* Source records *
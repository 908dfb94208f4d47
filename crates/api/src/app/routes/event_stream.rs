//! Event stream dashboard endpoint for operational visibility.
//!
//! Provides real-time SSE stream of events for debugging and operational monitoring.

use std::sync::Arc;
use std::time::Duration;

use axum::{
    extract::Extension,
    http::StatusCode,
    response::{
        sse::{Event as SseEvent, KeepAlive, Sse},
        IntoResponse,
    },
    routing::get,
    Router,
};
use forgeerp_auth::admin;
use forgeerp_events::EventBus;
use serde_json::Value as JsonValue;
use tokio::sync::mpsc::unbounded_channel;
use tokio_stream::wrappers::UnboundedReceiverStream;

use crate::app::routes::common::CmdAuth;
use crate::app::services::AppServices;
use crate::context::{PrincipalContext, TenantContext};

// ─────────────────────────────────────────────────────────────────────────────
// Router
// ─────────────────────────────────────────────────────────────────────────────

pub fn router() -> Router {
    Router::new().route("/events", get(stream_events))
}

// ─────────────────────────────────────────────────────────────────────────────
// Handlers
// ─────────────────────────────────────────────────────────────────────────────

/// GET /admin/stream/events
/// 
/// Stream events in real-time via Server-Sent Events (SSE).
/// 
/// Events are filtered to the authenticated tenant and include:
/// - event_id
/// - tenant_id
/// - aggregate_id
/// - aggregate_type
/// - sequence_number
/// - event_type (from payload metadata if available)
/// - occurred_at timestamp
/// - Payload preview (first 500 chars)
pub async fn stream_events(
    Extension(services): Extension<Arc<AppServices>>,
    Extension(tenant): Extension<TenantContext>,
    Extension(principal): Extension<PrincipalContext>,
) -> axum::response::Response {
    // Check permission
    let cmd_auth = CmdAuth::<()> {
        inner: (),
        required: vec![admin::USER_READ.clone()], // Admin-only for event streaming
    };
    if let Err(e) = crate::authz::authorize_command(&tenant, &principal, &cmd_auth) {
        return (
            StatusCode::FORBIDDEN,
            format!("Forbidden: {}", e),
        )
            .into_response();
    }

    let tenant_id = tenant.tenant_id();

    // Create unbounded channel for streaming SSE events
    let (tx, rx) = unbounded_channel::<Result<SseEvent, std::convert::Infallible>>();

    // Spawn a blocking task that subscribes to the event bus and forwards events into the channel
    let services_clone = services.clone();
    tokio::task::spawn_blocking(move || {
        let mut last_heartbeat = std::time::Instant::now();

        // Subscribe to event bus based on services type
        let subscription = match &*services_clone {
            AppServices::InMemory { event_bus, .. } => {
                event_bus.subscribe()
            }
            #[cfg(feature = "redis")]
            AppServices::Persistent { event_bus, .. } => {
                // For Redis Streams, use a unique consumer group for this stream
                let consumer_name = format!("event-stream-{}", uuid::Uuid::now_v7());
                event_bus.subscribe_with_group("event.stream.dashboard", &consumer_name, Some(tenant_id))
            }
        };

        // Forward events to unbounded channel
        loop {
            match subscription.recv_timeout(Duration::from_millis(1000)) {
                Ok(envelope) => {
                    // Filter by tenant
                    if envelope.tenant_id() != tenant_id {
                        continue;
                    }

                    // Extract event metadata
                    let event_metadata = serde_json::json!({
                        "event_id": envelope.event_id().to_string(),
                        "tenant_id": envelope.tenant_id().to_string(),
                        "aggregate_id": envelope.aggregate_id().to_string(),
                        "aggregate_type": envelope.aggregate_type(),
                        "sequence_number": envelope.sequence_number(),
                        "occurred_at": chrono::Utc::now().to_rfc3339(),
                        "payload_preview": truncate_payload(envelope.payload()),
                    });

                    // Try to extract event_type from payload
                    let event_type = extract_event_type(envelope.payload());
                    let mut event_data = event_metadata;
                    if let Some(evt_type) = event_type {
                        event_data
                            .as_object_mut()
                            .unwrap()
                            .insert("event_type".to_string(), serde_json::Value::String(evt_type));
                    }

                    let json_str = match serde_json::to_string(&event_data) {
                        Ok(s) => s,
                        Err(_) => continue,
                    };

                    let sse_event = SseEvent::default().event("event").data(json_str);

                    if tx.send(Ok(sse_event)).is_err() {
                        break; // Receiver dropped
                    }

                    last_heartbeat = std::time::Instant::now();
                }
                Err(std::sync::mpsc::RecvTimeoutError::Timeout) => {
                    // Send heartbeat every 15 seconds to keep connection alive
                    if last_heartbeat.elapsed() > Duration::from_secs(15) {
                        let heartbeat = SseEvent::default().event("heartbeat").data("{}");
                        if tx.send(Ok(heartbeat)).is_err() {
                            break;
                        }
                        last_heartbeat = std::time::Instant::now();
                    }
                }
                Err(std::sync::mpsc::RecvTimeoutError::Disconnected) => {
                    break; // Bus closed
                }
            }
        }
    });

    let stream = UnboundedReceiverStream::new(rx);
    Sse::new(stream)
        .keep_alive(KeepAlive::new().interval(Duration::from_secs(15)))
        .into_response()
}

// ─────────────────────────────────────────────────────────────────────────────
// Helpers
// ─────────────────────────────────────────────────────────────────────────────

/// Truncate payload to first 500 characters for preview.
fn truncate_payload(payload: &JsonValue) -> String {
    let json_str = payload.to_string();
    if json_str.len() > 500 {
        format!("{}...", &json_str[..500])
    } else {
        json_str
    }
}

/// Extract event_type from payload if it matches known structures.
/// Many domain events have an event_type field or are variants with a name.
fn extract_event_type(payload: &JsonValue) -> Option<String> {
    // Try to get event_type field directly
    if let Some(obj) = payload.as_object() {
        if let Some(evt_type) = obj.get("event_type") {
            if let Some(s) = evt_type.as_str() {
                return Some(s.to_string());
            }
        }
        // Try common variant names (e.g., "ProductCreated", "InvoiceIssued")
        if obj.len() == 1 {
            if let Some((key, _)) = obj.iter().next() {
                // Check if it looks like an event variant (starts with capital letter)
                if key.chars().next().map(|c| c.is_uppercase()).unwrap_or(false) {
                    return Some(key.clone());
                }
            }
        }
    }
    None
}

==

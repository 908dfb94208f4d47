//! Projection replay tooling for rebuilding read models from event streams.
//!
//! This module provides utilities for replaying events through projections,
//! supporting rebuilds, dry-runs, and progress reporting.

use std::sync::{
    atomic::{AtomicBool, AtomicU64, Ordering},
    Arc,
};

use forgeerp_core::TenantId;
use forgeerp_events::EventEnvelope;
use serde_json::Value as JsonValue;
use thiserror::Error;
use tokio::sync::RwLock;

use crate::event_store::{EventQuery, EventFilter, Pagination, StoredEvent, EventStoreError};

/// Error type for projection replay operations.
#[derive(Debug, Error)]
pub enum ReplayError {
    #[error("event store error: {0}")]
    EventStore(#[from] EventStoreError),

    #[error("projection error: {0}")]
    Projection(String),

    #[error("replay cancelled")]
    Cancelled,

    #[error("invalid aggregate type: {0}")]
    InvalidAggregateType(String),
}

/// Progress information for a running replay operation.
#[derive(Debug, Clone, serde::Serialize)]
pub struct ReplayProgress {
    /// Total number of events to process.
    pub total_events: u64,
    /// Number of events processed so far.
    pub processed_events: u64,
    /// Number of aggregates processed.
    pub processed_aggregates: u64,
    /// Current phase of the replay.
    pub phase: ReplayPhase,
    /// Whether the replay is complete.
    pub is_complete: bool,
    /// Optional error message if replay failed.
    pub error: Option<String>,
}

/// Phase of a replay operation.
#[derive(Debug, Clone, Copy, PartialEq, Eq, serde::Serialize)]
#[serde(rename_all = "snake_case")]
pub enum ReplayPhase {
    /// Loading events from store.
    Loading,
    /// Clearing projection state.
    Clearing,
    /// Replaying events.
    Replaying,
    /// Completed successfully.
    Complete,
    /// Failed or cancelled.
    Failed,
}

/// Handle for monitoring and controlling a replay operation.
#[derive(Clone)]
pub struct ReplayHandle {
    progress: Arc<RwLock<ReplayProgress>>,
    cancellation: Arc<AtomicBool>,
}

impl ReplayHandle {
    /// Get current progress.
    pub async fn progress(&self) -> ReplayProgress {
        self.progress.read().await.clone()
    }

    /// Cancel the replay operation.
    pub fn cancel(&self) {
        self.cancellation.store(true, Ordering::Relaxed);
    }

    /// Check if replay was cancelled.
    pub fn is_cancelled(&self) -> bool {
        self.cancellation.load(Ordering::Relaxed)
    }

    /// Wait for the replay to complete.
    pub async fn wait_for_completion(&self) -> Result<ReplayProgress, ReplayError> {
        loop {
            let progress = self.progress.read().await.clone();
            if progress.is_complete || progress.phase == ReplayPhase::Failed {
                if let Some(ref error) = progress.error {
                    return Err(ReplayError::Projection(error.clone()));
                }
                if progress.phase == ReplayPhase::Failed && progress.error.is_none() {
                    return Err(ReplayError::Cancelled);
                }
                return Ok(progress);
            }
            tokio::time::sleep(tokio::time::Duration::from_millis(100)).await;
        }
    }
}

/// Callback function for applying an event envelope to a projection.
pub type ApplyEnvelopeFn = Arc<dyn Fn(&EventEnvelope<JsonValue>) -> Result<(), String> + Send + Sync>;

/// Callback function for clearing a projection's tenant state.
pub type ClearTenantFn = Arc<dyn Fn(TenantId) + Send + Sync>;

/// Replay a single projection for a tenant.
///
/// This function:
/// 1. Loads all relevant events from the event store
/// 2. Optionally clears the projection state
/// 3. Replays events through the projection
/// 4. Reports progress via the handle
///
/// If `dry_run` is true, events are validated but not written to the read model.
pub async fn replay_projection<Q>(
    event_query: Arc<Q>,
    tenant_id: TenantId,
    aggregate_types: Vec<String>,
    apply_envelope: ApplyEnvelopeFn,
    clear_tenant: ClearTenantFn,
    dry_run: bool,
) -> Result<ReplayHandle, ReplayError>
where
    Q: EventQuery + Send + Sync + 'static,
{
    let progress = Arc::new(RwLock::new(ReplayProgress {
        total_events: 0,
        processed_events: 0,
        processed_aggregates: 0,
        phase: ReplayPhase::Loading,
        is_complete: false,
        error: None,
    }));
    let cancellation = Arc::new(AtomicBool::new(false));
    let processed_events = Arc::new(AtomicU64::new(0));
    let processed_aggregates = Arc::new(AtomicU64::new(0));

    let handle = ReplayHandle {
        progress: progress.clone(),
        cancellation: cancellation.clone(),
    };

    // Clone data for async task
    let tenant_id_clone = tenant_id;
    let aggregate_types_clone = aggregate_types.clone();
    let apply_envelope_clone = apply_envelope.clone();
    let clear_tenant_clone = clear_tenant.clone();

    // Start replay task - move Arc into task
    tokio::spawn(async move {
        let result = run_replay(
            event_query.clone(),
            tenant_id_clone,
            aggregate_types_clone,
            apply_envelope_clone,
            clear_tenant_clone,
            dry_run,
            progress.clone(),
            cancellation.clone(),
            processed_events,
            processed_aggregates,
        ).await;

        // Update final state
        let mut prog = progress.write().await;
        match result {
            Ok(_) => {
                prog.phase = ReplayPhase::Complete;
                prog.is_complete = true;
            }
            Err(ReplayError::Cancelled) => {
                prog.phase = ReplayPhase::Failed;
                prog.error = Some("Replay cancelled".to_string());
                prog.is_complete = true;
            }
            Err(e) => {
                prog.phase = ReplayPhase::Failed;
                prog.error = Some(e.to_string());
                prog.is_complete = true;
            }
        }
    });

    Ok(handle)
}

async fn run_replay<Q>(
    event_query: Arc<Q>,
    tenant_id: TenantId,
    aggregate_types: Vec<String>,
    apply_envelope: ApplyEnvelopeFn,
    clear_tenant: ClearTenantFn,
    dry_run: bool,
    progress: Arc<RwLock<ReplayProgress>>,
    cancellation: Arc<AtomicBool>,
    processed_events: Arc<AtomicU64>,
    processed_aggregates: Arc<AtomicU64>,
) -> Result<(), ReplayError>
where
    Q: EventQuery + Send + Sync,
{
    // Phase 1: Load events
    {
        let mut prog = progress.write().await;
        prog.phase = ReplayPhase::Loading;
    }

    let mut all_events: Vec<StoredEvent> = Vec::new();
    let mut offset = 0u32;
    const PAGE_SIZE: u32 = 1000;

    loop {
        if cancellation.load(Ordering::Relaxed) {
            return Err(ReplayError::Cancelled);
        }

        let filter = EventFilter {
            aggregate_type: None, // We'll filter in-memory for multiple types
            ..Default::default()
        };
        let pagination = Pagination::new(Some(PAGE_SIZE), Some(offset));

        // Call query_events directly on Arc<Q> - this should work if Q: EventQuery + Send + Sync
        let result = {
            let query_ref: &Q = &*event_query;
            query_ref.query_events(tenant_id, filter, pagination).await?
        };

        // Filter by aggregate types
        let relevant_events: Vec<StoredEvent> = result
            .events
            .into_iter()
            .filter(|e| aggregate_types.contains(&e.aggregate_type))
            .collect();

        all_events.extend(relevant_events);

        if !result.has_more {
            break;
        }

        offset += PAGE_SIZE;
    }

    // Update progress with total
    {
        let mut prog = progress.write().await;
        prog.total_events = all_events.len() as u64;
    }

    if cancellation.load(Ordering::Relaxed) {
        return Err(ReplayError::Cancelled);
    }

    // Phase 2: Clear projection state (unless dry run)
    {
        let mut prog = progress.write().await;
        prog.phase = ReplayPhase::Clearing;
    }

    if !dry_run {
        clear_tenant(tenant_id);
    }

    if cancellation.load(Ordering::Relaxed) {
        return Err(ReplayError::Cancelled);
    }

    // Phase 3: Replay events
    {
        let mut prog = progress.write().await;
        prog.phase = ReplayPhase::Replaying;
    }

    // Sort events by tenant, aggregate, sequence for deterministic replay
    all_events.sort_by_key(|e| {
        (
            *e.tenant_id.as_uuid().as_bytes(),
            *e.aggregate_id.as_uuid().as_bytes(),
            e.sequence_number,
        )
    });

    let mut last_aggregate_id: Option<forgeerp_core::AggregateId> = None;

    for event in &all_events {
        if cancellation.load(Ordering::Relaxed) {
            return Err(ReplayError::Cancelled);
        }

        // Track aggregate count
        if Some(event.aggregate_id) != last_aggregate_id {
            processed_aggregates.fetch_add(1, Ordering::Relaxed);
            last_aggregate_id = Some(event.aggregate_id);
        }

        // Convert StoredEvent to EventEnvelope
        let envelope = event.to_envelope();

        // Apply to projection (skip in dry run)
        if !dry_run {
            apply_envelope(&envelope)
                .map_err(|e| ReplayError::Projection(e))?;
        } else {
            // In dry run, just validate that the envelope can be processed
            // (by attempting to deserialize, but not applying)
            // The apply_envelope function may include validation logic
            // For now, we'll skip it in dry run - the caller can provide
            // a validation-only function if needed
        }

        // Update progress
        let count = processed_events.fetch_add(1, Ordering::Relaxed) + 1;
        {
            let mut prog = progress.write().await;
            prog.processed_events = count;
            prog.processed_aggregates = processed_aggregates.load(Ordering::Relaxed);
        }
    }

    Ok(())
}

--

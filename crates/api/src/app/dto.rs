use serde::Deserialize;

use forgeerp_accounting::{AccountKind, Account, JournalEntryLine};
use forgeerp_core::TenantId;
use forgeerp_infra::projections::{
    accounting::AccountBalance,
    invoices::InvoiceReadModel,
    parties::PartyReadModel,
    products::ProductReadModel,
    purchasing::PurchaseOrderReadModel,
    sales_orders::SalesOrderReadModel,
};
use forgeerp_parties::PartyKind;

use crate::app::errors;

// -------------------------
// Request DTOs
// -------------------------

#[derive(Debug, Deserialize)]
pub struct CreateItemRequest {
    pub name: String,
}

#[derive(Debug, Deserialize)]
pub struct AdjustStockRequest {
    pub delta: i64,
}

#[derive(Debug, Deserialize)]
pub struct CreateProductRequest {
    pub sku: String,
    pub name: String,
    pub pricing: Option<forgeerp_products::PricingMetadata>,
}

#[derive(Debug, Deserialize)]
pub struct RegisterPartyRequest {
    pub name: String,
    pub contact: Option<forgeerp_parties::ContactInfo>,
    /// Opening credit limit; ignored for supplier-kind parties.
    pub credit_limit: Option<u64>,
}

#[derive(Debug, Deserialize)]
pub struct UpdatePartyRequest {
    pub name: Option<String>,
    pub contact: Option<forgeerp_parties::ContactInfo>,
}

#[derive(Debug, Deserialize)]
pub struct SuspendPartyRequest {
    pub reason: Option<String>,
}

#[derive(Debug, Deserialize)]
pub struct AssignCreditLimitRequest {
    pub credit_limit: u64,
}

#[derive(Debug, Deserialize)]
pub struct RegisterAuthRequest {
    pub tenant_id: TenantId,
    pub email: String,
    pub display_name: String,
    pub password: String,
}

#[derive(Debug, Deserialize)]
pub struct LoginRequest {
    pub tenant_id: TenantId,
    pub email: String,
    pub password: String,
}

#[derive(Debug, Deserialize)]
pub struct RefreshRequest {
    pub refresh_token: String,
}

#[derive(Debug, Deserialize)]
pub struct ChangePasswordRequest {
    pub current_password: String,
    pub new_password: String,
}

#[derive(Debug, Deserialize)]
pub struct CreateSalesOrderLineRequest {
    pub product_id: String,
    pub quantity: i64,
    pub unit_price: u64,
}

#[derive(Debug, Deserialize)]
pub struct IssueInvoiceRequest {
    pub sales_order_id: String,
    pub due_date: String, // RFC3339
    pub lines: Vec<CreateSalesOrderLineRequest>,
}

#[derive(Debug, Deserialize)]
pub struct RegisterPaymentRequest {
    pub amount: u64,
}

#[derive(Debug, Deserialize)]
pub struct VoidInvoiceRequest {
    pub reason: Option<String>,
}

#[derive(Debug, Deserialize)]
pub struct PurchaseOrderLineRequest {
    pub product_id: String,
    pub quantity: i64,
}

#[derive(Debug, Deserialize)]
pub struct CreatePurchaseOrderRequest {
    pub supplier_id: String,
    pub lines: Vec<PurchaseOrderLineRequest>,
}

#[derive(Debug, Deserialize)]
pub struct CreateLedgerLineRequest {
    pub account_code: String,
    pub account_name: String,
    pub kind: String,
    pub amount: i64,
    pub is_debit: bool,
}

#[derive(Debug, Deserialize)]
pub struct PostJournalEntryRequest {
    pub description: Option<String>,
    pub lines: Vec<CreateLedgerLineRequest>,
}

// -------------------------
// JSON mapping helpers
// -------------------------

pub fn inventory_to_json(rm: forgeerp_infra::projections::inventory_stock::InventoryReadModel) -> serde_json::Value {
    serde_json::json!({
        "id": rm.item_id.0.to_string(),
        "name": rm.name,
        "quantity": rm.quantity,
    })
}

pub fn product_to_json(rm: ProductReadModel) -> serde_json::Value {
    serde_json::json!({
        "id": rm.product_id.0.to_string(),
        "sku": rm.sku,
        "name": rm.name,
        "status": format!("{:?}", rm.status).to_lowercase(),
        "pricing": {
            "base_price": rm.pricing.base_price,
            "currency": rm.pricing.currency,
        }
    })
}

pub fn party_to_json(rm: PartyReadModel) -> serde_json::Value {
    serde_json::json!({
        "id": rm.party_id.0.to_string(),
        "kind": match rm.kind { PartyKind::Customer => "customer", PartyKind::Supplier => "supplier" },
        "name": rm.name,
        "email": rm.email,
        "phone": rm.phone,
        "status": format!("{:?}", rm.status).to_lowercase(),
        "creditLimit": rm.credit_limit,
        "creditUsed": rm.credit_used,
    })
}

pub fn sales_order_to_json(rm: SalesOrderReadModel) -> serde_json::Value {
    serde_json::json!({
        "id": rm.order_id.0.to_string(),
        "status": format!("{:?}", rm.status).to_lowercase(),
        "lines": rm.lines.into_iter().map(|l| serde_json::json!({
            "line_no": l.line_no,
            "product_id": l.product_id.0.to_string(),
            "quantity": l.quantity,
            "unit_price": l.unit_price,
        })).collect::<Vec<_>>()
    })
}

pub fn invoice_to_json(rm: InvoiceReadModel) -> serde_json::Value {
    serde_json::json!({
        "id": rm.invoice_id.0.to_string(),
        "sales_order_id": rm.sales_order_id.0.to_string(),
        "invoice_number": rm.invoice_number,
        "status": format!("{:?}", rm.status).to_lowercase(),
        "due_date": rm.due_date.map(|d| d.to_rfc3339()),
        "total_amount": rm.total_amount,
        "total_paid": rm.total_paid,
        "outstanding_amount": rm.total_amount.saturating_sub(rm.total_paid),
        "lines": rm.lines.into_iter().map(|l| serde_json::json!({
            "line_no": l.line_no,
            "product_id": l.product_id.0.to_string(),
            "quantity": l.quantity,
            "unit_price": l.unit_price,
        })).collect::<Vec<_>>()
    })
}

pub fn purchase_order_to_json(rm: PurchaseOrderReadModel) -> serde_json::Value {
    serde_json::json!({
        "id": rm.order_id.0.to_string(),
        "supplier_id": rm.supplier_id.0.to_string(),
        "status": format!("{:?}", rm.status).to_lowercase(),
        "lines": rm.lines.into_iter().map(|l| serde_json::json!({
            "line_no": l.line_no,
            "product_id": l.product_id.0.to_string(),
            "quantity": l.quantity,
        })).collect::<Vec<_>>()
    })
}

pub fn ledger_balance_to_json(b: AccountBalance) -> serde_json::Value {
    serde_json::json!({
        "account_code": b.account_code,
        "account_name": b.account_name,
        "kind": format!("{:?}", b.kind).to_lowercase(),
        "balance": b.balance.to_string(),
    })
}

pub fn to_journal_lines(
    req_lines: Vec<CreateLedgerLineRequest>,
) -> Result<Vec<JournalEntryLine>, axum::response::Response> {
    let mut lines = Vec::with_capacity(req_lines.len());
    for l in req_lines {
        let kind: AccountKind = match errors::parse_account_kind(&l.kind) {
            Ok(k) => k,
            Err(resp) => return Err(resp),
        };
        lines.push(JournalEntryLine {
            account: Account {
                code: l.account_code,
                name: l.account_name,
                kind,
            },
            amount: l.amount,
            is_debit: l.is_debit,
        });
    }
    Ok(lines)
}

* About this task *
Find the word "that" in the entries and show each line where it is found.

* Exercise solution *
    // Spawn a blocking task that subscribes to the event bus and forwards events into the channel
            // In dry run, just validate that the envelope can be processed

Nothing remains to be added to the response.